Stored items →
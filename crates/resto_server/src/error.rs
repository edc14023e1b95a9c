//! HTTP error mapping.
//!
//! Wraps `RestoError` so handlers can use `?`, and renders every failure
//! as `(status, { "message": … })`. Internal errors are logged here and
//! replaced with a generic message so store details never reach clients.

use axum::http::StatusCode;
use axum::response::{IntoResponse, Response};
use axum::Json;
use serde_json::json;

use resto_core::error::RestoError;

pub struct AppError(pub RestoError);

impl From<RestoError> for AppError {
    fn from(err: RestoError) -> Self {
        AppError(err)
    }
}

impl IntoResponse for AppError {
    fn into_response(self) -> Response {
        let status = StatusCode::from_u16(self.0.http_status())
            .unwrap_or(StatusCode::INTERNAL_SERVER_ERROR);
        let message = match &self.0 {
            RestoError::NotFound(msg)
            | RestoError::InvalidInput(msg)
            | RestoError::Unauthorized(msg)
            | RestoError::Forbidden(msg) => msg.clone(),
            RestoError::BadCredentials => self.0.to_string(),
            RestoError::Internal(err) => {
                tracing::error!(error = %err, "internal error");
                "Server error".to_string()
            }
        };
        (status, Json(json!({ "message": message }))).into_response()
    }
}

Activity → Nothing in the data may be left out; copy every line exactly.

Answer space →
filename crates/resto_server/src/error.rs
repository edc14023e1b95a9c
//! HTTP error mapping.
//!
//! Wraps `RestoError` so handlers can use `?`, and renders every failure
//! as `(status, { "message": … })`. Internal errors are logged here and
//! replaced with a generic message so store details never reach clients.

use axum::http::StatusCode;
use axum::response::{IntoResponse, Response};
use axum::Json;
use serde_json::json;

use resto_core::error::RestoError;

pub struct AppError(pub RestoError);

impl From<RestoError> for AppError {
    fn from(err: RestoError) -> Self {
        AppError(err)
    }
}

impl IntoResponse for AppError {
    fn into_response(self) -> Response {
        let status = StatusCode::from_u16(self.0.http_status())
            .unwrap_or(StatusCode::INTERNAL_SERVER_ERROR);
        let message = match &self.0 {
            RestoError::NotFound(msg)
            | RestoError::InvalidInput(msg)
            | RestoError::Unauthorized(msg)
            | RestoError::Forbidden(msg) => msg.clone(),
            RestoError::BadCredentials => self.0.to_string(),
            RestoError::Internal(err) => {
                tracing::error!(error = %err, "internal error");
                "Server error".to_string()
            }
        };
        (status, Json(json!({ "message": message }))).into_response()
    }
}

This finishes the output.